Updated. In Australia, a controversy is brewing over the fact churches that receive government funding for specific purposes can discriminate against GLBT folks, not just in ordination and clerical appointments but also in hiring and delivery of services


Associated Press story:

Religious groups in Australia are allowed to discriminate against people who are gay or transgender, prompting criticism from gay rights activists who find it galling that religious social service programs receive millions of dollars in government funding.

Such exemptions to anti-discrimination laws exist elsewhere, but other countries including Britain and the United States have narrowed their scope in recent years, limiting them to issues such as the appointment of church leaders.

In Australia, gays can be denied social services and employment from religious groups, including teaching jobs in their schools. Anglicare, a branch of the Anglican church, won’t allow gay parents to use its adoption services.

Anglicare Sydney received more than 55 million Australian dollars ($50 million) in government funding in 2010, and the Catholic Education Commission of New South Wales received AU$1.8 billion in 2009.

“States are providing large amounts of funding to services along with essentially a license to discriminate with the provision of those services, and it just seems very out of date and inappropriate,” said Alan Brotherton, a policy director for ACON, an organization promoting health issues for the gay community.

Related to this is Scott Stephen’s commentary on the Australia Broadcasting Corporation’s Religion and Ethics website, who says that government funding for religious activities is based on a kind of “Christian exceptionalism” that undermines the church.

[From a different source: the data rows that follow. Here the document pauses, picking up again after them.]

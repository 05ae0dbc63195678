//! Keyboard input handling.
//!
//! Maps terminal key events to [`App`] actions.  Adding a new keybinding is
//! a single match arm in [`handle_key_event`].
//!
//! ## For contributors
//!
//! To add a new keybinding:
//!
//! 1. Add a method on [`App`] for the action (if one doesn't exist).
//! 2. Add a `KeyCode` match arm in [`handle_key_event`] that calls it.
//! 3. Update the help text in `draw_status_bar` in [`crate::ui`].

use crossterm::event::{KeyCode, KeyEvent, KeyEventKind};

use crate::app::App;

/// Process a single key event, updating app state accordingly.
///
/// Only reacts to key-press events (ignoring release / repeat) so that each
/// physical keypress triggers exactly one action.
pub fn handle_key_event(app: &mut App, key: KeyEvent) {
    if key.kind != KeyEventKind::Press {
        return;
    }

    match key.code {
        KeyCode::Char('q') | KeyCode::Esc => app.quit = true,
        KeyCode::Down | KeyCode::Char('j') => app.select_next(),
        KeyCode::Up | KeyCode::Char('k') => app.select_previous(),
        KeyCode::Home | KeyCode::Char('g') => app.select_first(),
        KeyCode::End | KeyCode::Char('G') => app.select_last(),
        KeyCode::F(5) | KeyCode::Char('R') => app.refresh(),
        KeyCode::Enter | KeyCode::Char('r') => {
            app.retry_selected();
        }
        _ => {}
    }
}

#[cfg(test)]
mod tests {
    use super::*;
    use crate::headlines::HeadlinesController;
    use crate::test_support::LoaderSpy;
    use crossterm::event::{KeyEventState, KeyModifiers};
    use std::sync::Arc;

    fn make_app() -> (App, Arc<LoaderSpy>) {
        let loader = Arc::new(LoaderSpy::default());
        let app = App::new(HeadlinesController::new(loader.clone(), loader.clone()), 0);
        (app, loader)
    }

    fn press(code: KeyCode) -> KeyEvent {
        KeyEvent::new(code, KeyModifiers::NONE)
    }

    #[test]
    fn q_and_esc_quit() {
        for code in [KeyCode::Char('q'), KeyCode::Esc] {
            let (mut app, _loader) = make_app();
            handle_key_event(&mut app, press(code));
            assert!(app.quit);
        }
    }

    #[test]
    fn refresh_keys_issue_one_load_each() {
        let (mut app, loader) = make_app();
        handle_key_event(&mut app, press(KeyCode::Char('R')));
        handle_key_event(&mut app, press(KeyCode::F(5)));
        assert_eq!(loader.load_call_count(), 2);
    }

    #[test]
    fn key_release_is_ignored() {
        let (mut app, _loader) = make_app();
        let release = KeyEvent {
            code: KeyCode::Char('q'),
            modifiers: KeyModifiers::NONE,
            kind: KeyEventKind::Release,
            state: KeyEventState::NONE,
        };
        handle_key_event(&mut app, release);
        assert!(!app.quit);
    }
}
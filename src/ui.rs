//! Terminal UI rendering.
//!
//! All drawing logic lives here, separated from application state ([`App`])
//! and input handling ([`crate::input`]).  This makes it easy to change the
//! visual layout without touching business logic.
//!
//! ## For contributors
//!
//! * The layout is a two-row split: a scrollable list on top and a one-line
//!   status bar at the bottom.
//! * Each headline is two or three lines: date, title and image badge; the
//!   description; the content excerpt when the article has one.
//! * Images are not decoded.  The badge only shows the row's image state.
//! * [`ratatui`] is the TUI framework; see its docs for widget details.

use std::ops::Range;

use ratatui::{
    layout::{Constraint, Layout, Rect},
    style::{Color, Modifier, Style},
    text::{Line, Span, Text},
    widgets::{Block, Borders, List, ListItem, Paragraph},
    Frame,
};

use crate::app::App;
use crate::headlines::{HeadlineCell, RowImage};
use crate::source::Article;
use crate::viewport::visible_rows;

/// Draw the complete UI for one frame.
///
/// Returns the rows the list actually rendered, for
/// [`App::sync_visibility`].
pub fn draw(app: &mut App, frame: &mut Frame) -> Range<usize> {
    let [main_area, status_area] = Layout::vertical([
        Constraint::Min(1),
        Constraint::Length(1),
    ])
    .areas(frame.area());

    let visible = draw_headlines(app, frame, main_area);
    draw_status_bar(app, frame, status_area);
    visible
}

fn image_badge(cell: Option<&HeadlineCell>) -> Span<'static> {
    match cell.map(|c| &c.image) {
        None => Span::raw(""),
        Some(RowImage::Loading) => Span::styled("[loading]", Style::default().fg(Color::DarkGray)),
        Some(RowImage::Loaded(bytes)) => Span::styled(
            format!("[{} KB]", bytes.len().div_ceil(1024)),
            Style::default().fg(Color::Green),
        ),
        Some(RowImage::Failed) => Span::styled("[retry: r]", Style::default().fg(Color::Red)),
    }
}

fn headline_item(article: &Article, cell: Option<&HeadlineCell>) -> ListItem<'static> {
    let date_str = article
        .published_at
        .map(|d| d.format("%Y-%m-%d %H:%M").to_string())
        .unwrap_or_else(|| "no date".into());

    // A bound row renders from its cell; others straight from the article.
    let (title, description, content) = match cell {
        Some(cell) => (
            cell.title.clone(),
            cell.description.clone(),
            cell.is_content_visible().then(|| cell.content.clone()).flatten(),
        ),
        None => (
            article.title.clone(),
            article.description.clone(),
            article.content.clone(),
        ),
    };

    let mut lines = vec![
        Line::from(vec![
            Span::styled(format!("{:<18}", date_str), Style::default().fg(Color::DarkGray)),
            Span::raw(" "),
            Span::styled(title, Style::default().fg(Color::White)),
            Span::raw("  "),
            image_badge(cell),
        ]),
        Line::from(Span::styled(
            format!("{:<19}{description}", ""),
            Style::default().fg(Color::Gray),
        )),
    ];
    if let Some(content) = content {
        lines.push(Line::from(Span::styled(
            format!("{:<19}{content}", ""),
            Style::default().add_modifier(Modifier::ITALIC),
        )));
    }

    ListItem::new(Text::from(lines))
}

/// Render the scrollable headline list.
fn draw_headlines(app: &mut App, frame: &mut Frame, area: Rect) -> Range<usize> {
    let items: Vec<ListItem> = app
        .headlines
        .articles()
        .iter()
        .enumerate()
        .map(|(row, article)| headline_item(article, app.headlines.cell(row)))
        .collect();
    let heights: Vec<usize> = items.iter().map(ListItem::height).collect();

    let block = Block::default().title(" Top Headlines ").borders(Borders::ALL);
    let inner = block.inner(area);

    let list = List::new(items)
        .block(block)
        .highlight_style(
            Style::default()
                .add_modifier(Modifier::BOLD)
                .bg(Color::DarkGray),
        )
        .highlight_symbol("▸ ");

    frame.render_stateful_widget(list, area, &mut app.list_state);

    // Rendering settles the scroll offset around the selection.
    visible_rows(&heights, app.list_state.offset(), inner.height as usize)
}

/// Render the bottom status bar.
fn draw_status_bar(app: &App, frame: &mut Frame, area: Rect) {
    let status = Paragraph::new(Line::from(vec![
        Span::styled(" ", Style::default()),
        Span::styled(app.status(), Style::default().fg(Color::Yellow)),
        Span::raw("  "),
        Span::styled(
            format!("{} headlines", app.headlines.number_of_rows()),
            Style::default().fg(Color::Green),
        ),
        Span::raw("  q: quit  ↑/↓: scroll  R: refresh  r: retry image"),
    ]));
    frame.render_widget(status, area);
}
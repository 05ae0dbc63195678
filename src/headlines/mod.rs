//! The headlines list controller and its row view model.
//!
//! ## Threading
//!
//! ```text
//! ┌──────────────┐ completion ┌──────────────┐ process_events() ┌──────────────┐
//! │   loaders    │ ─────────► │  mpsc queue  │ ───────────────► │  controller  │
//! │ (any thread) │ (event)    │              │  (owning thread) │   (state)    │
//! └──────────────┘            └──────────────┘                  └──────────────┘
//! ```
//!
//! Completions handed to the loaders never touch controller state: they only
//! enqueue a [`HeadlinesEvent`].  The owner drains the queue on its own
//! thread (once per UI tick), which is where the snapshot, the row-task
//! mapping and the cells are mutated.

mod cell;
mod controller;

pub use cell::{HeadlineCell, RowImage};
pub use controller::{HeadlinesController, HeadlinesEvent};
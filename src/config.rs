//! Command-line configuration.

use std::ffi::OsString;
use std::path::PathBuf;

use anyhow::{bail, Context, Result};
use pico_args::Arguments;
use reqwest::Url;

pub const DEFAULT_FEED_URL: &str = "https://feeds.bbci.co.uk/news/rss.xml";
pub const DEFAULT_COUNTRY: &str = "us";
pub const DEFAULT_PREFETCH_DEPTH: usize = 5;

pub const HELP: &str = "\
top-headlines — a live news-headlines list for the terminal

USAGE:
    top-headlines [OPTIONS] [FEED_URL]

ARGS:
    FEED_URL                 RSS feed to load [default: https://feeds.bbci.co.uk/news/rss.xml]

OPTIONS:
    --news-api-key KEY       Load NewsAPI top headlines instead of RSS [env: NEWS_API_KEY]
    --country CODE           NewsAPI country [default: us]
    --prefetch N             Rows prefetched below the viewport [default: 5]
    --log-file PATH          Write logs here (filter with RUST_LOG)
    -h, --help               Print this help
";

/// Where headlines come from.
#[derive(Debug, Clone, PartialEq, Eq)]
pub enum FeedConfig {
    Rss { url: Url },
    NewsApi { api_key: String, country: String },
}

#[derive(Debug, Clone, PartialEq, Eq)]
pub struct Config {
    pub feed: FeedConfig,
    pub prefetch_depth: usize,
    pub log_file: Option<PathBuf>,
    pub show_help: bool,
}

impl Config {
    pub fn from_env() -> Result<Self> {
        Self::parse(Arguments::from_env(), std::env::var("NEWS_API_KEY").ok())
    }

    pub fn from_args<I, S>(args: I, env_api_key: Option<String>) -> Result<Self>
    where
        I: IntoIterator<Item = S>,
        S: Into<OsString>,
    {
        Self::parse(
            Arguments::from_vec(args.into_iter().map(Into::into).collect()),
            env_api_key,
        )
    }

    fn parse(mut args: Arguments, env_api_key: Option<String>) -> Result<Self> {
        let show_help = args.contains(["-h", "--help"]);

        let api_key: Option<String> = args
            .opt_value_from_str("--news-api-key")?
            .or(env_api_key)
            .filter(|key: &String| !key.is_empty());
        let country: String = args
            .opt_value_from_str("--country")?
            .unwrap_or_else(|| DEFAULT_COUNTRY.to_string());
        let prefetch_depth: usize = args
            .opt_value_from_str("--prefetch")?
            .unwrap_or(DEFAULT_PREFETCH_DEPTH);
        let log_file: Option<PathBuf> = args.opt_value_from_str("--log-file")?;
        let feed_url: Option<String> = args.opt_free_from_str()?;

        let rest = args.finish();
        if !rest.is_empty() {
            bail!("unexpected arguments: {rest:?}");
        }

        let feed = match api_key {
            Some(api_key) => FeedConfig::NewsApi { api_key, country },
            None => {
                let raw = feed_url.as_deref().unwrap_or(DEFAULT_FEED_URL);
                let url = Url::parse(raw).with_context(|| format!("invalid feed URL {raw}"))?;
                FeedConfig::Rss { url }
            }
        };

        Ok(Self {
            feed,
            prefetch_depth,
            log_file,
            show_help,
        })
    }
}
//! Loader abstraction layer.
//!
//! This module defines the two capabilities the headlines controller is
//! composed from — [`NewsLoader`] for the article list and [`ImageLoader`]
//! for per-row image bytes — plus the common [`Article`] type.  Concrete
//! loaders live in sub-modules.
//!
//! ## For contributors — adding a new feed
//!
//! 1. Create a new file in this directory (e.g. `atom.rs`).
//! 2. Define a struct (e.g. `AtomNewsLoader`) and implement [`NewsLoader`]
//!    for it, spawning the request on an [`HttpClient`].
//! 3. Add `mod atom;` below and re-export your struct in the `pub use` block.
//! 4. Select it in `main.rs` from the parsed [`Config`](crate::config::Config).
//!
//! The controller, the viewport tracking and the UI are all loader-agnostic.

mod article;
mod http;
mod news_api;
mod rss;

// Re-export the public API of this module so callers can write
// `use crate::source::{Article, NewsLoader, RssNewsLoader};`
pub use article::{newest_first, Article};
pub use http::{HttpClient, HttpImageLoader, HttpImageTask};
pub use news_api::{NewsApiError, NewsApiLoader};
pub use rss::RssNewsLoader;

use anyhow::Result;
use reqwest::Url;

/// Receives the outcome of one [`NewsLoader::load`] call.
pub type NewsLoaderCompletion = Box<dyn FnOnce(Result<Vec<Article>>) + Send + 'static>;

/// Receives the outcome of one [`ImageLoader::load_image`] call.
pub type ImageLoaderCompletion = Box<dyn FnOnce(Result<Vec<u8>>) + Send + 'static>;

/// Loads the ordered article list.
///
/// The completion is invoked exactly once per call, on whatever thread the
/// implementation likes.  Callers never cancel a feed load.
///
/// ## Implementing a new loader
///
/// ```ignore
/// pub struct MyLoader { http: HttpClient }
///
/// impl NewsLoader for MyLoader {
///     fn load(&self, completion: NewsLoaderCompletion) {
///         self.http.spawn(fetch_my_articles(self.http.client().clone()), completion);
///     }
/// }
/// ```
pub trait NewsLoader: Send + Sync {
    fn load(&self, completion: NewsLoaderCompletion);
}

/// Handle to an in-flight image fetch.
pub trait ImageLoaderTask: Send {
    /// Suppress the completion of this fetch.
    ///
    /// Once `cancel` returns the completion will not start.  A completion
    /// that is already running finishes first, so a completion must never
    /// cancel its own task.
    ///
    /// Safe to call any number of times, and after the fetch has completed
    /// (a no-op then).  The underlying work is not guaranteed to stop
    /// promptly.
    fn cancel(&self);
}

/// Loads raw image bytes for a URL.
///
/// The completion is invoked exactly once unless the returned task is
/// cancelled first.
pub trait ImageLoader: Send + Sync {
    fn load_image(&self, url: &Url, completion: ImageLoaderCompletion) -> Box<dyn ImageLoaderTask>;
}
use serde::{Deserialize, Serialize};
use thiserror::Error;

/// Failure fetching a single page.
#[derive(Debug, Error)]
pub enum FetchError {
    #[error("request to {url} failed: {source}")]
    Http {
        url: String,
        #[source]
        source: reqwest::Error,
    },

    #[error("unexpected HTTP status {status} from {url}")]
    Status { url: String, status: u16 },

    #[error("failed to build HTTP client: {0}")]
    Client(#[source] reqwest::Error),
}

impl FetchError {
    /// Whether retrying the same request could plausibly succeed.
    ///
    /// Timeouts, connection failures, HTTP 429 and 5xx are transient. Other
    /// statuses, body decode failures and client construction errors are not.
    #[must_use]
    pub fn is_transient(&self) -> bool {
        match self {
            FetchError::Http { source, .. } => {
                source.is_timeout() || source.is_connect() || source.is_request()
            }
            FetchError::Status { status, .. } => *status == 429 || *status >= 500,
            FetchError::Client(_) => false,
        }
    }
}

/// A tile on a listing page that could not be turned into a raw product.
#[derive(Debug, Clone, Error, PartialEq, Eq)]
pub enum ExtractionError {
    #[error("no product link found (tile {index} on {page})")]
    MissingLink { page: String, index: usize },

    #[error("no product name found (tile {index} on {page})")]
    MissingName { page: String, index: usize },
}

impl ExtractionError {
    /// Stable reference to the offending tile, e.g. `https://host/list#tile-3`.
    #[must_use]
    pub fn item_ref(&self) -> String {
        match self {
            ExtractionError::MissingLink { page, index }
            | ExtractionError::MissingName { page, index } => format!("{page}#tile-{index}"),
        }
    }
}

/// The tile's product code is absent or outside the crawler's code table.
#[derive(Debug, Clone, Error, PartialEq, Eq)]
#[error("Skipping non-{family}: {item}")]
pub struct UnsupportedCodeError {
    /// Plural family label from the code table, e.g. `"delicas"`.
    pub family: &'static str,
    /// Product name (or raw code) that failed the filter.
    pub item: String,
}

/// Why an item was left out of the crawl output.
#[derive(Debug, Error)]
pub enum SkipReason {
    #[error(transparent)]
    UnsupportedCode(#[from] UnsupportedCodeError),

    #[error(transparent)]
    Extraction(#[from] ExtractionError),

    #[error(transparent)]
    Fetch(#[from] FetchError),
}

#[derive(Debug, Clone, Copy, PartialEq, Eq, PartialOrd, Ord, Hash, Serialize, Deserialize)]
#[serde(rename_all = "snake_case")]
pub enum SkipKind {
    UnsupportedCode,
    Extraction,
    Fetch,
}

impl SkipReason {
    #[must_use]
    pub fn kind(&self) -> SkipKind {
        match self {
            SkipReason::UnsupportedCode(_) => SkipKind::UnsupportedCode,
            SkipReason::Extraction(_) => SkipKind::Extraction,
            SkipReason::Fetch(_) => SkipKind::Fetch,
        }
    }
}

/// A crawl-level failure: the run as a whole could not produce output.
#[derive(Debug, Error)]
pub enum CrawlError {
    #[error("seed page fetch failed for {crawler}: {source}")]
    Discovery {
        crawler: String,
        #[source]
        source: FetchError,
    },

    #[error("invalid selector \"{selector}\": {reason}")]
    Selector { selector: String, reason: String },

    #[error("invalid seed URL \"{url}\": {reason}")]
    InvalidSeedUrl { url: String, reason: String },

    #[error("crawl cancelled")]
    Cancelled,
}

impl CrawlError {
    /// Only transient discovery failures are worth another attempt.
    #[must_use]
    pub fn is_retryable(&self) -> bool {
        match self {
            CrawlError::Discovery { source, .. } => source.is_transient(),
            CrawlError::Selector { .. } | CrawlError::InvalidSeedUrl { .. } | CrawlError::Cancelled => {
                false
            }
        }
    }
}

#[derive(Debug, Clone, Error, PartialEq, Eq)]
#[error("Unknown crawler: {name}")]
pub struct UnknownCrawlerError {
    pub name: String,
}
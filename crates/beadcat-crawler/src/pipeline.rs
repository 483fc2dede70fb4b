//! One crawl attempt end to end: taxonomy snapshot, crawl, catalog upsert.
//!
//! These functions are the `attempt` closures handed to
//! [`RunOrchestrator::execute`](crate::orchestrator::RunOrchestrator::execute).
//! The caller owns the [`ResponseCache`] so retried attempts reuse pages an
//! earlier attempt already fetched.

use std::collections::BTreeMap;

use beadcat_core::{AppConfig, ColorAliases, CrawlOptions, CrawlRunState};
use serde::Serialize;
use tokio_util::sync::CancellationToken;

use crate::engine::{CrawlEngine, CrawlOutput};
use crate::error::SkipKind;
use crate::fetch::{FetcherSettings, HttpFetcher, PageSource, ResponseCache};
use crate::orchestrator::RunFailure;
use crate::sink::{load_taxonomy, CatalogStore, CatalogUpsertSink, UpsertFailure};
use crate::sites::{self, SiteCrawler};
use crate::taxonomy::TaxonomyCache;

/// Counts reported for a finished crawl-and-upsert attempt.
#[derive(Debug, Clone, Default, PartialEq, Eq, Serialize)]
pub struct RunSummary {
    pub crawler: String,
    pub records_found: usize,
    pub upserted: usize,
    pub created: usize,
    pub upsert_failures: Vec<UpsertFailure>,
    pub skipped: BTreeMap<SkipKind, usize>,
    pub pages_fetched: usize,
    pub pages_failed: usize,
    pub details_fetched: usize,
    pub details_failed: usize,
}

/// Crawls `crawler` through `source` and upserts the results into `store`.
///
/// # Errors
///
/// Returns a retryable [`RunFailure`] if the taxonomy snapshot cannot be
/// loaded or the store fails mid-upsert, and whatever the engine reports for
/// crawl-level failures.
pub async fn crawl_site<P, S>(
    crawler: &dyn SiteCrawler,
    source: P,
    options: &CrawlOptions,
    store: &S,
    aliases: &ColorAliases,
    cancel: &CancellationToken,
) -> Result<RunSummary, RunFailure>
where
    P: PageSource,
    S: CatalogStore,
{
    let taxonomy = load_taxonomy(store).await.map_err(RunFailure::retryable)?;
    let output = CrawlEngine::new(source)
        .run(crawler, options, &taxonomy, cancel)
        .await?;

    let report = CatalogUpsertSink::new(store, aliases)
        .upsert_all(&output.records)
        .await
        .map_err(RunFailure::retryable)?;

    Ok(RunSummary {
        skipped: output.skip_counts(),
        crawler: output.crawler,
        records_found: output.records.len(),
        upserted: report.upserted,
        created: report.created,
        upsert_failures: report.failures,
        pages_fetched: output.pages_fetched,
        pages_failed: output.pages_failed,
        details_fetched: output.details_fetched,
        details_failed: output.details_failed,
    })
}

/// Resolves `run`'s crawler and runs [`crawl_site`] over HTTP.
///
/// # Errors
///
/// Unknown crawlers and HTTP client construction failures are fatal; the
/// rest follow [`crawl_site`].
pub async fn crawl_into_catalog<S: CatalogStore>(
    config: &AppConfig,
    run: &CrawlRunState,
    cache: &ResponseCache,
    store: &S,
    aliases: &ColorAliases,
    cancel: CancellationToken,
) -> Result<RunSummary, RunFailure> {
    let crawler = sites::resolve(&run.crawler_name).map_err(RunFailure::fatal)?;
    let settings = FetcherSettings::new(config, &run.options);
    let fetcher = HttpFetcher::with_cache(&settings, cache.clone()).map_err(RunFailure::fatal)?;
    crawl_site(crawler.as_ref(), fetcher, &run.options, store, aliases, &cancel).await
}

/// Crawls without touching the catalog, for export.
///
/// # Errors
///
/// Same classification as [`crawl_into_catalog`].
pub async fn crawl_only(
    config: &AppConfig,
    run: &CrawlRunState,
    cache: &ResponseCache,
    taxonomy: &TaxonomyCache,
    cancel: CancellationToken,
) -> Result<CrawlOutput, RunFailure> {
    let crawler = sites::resolve(&run.crawler_name).map_err(RunFailure::fatal)?;
    let settings = FetcherSettings::new(config, &run.options);
    let fetcher = HttpFetcher::with_cache(&settings, cache.clone()).map_err(RunFailure::fatal)?;
    Ok(CrawlEngine::new(fetcher)
        .run(crawler.as_ref(), &run.options, taxonomy, &cancel)
        .await?)
}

….Christian “exceptionalists” seem to have so tenuous a grasp on Christian theology and the nature of Christian witness that they assume that the staggering decline in church attendance, and therefore the diminishment of its capacity for charity and beneficence, is best mitigated by softening its message, by adapting its mode of worship to accommodate religious “consumers” and by appealing to government funding and tax-breaks, as if from the hand of God, to make up the shortfall.

I would argue that the very assumption – on the part of said Christian “exceptionalists” – of a kind of “entitlement” to government funds, and to a place of relative privilege in Australian law and society, and to access to the corridors of power actively undermines the credibility of Christianity in Australia and effectively neuters its ability to bear faithful witness to Jesus Christ.

Christianity in Australia ought to be distinguished by its willingness to embrace a kind of self-imposed vulnerability, precisely because it relies on the health and charity of local, organic communities of Christian disciples – which the Church has long believed is the immediate sphere of God’s activity and providence – and not on the largesse of the State. The great irony, of course, is that the increase in Christian political lobbying has been inversely proportional to the health of local Christian churches.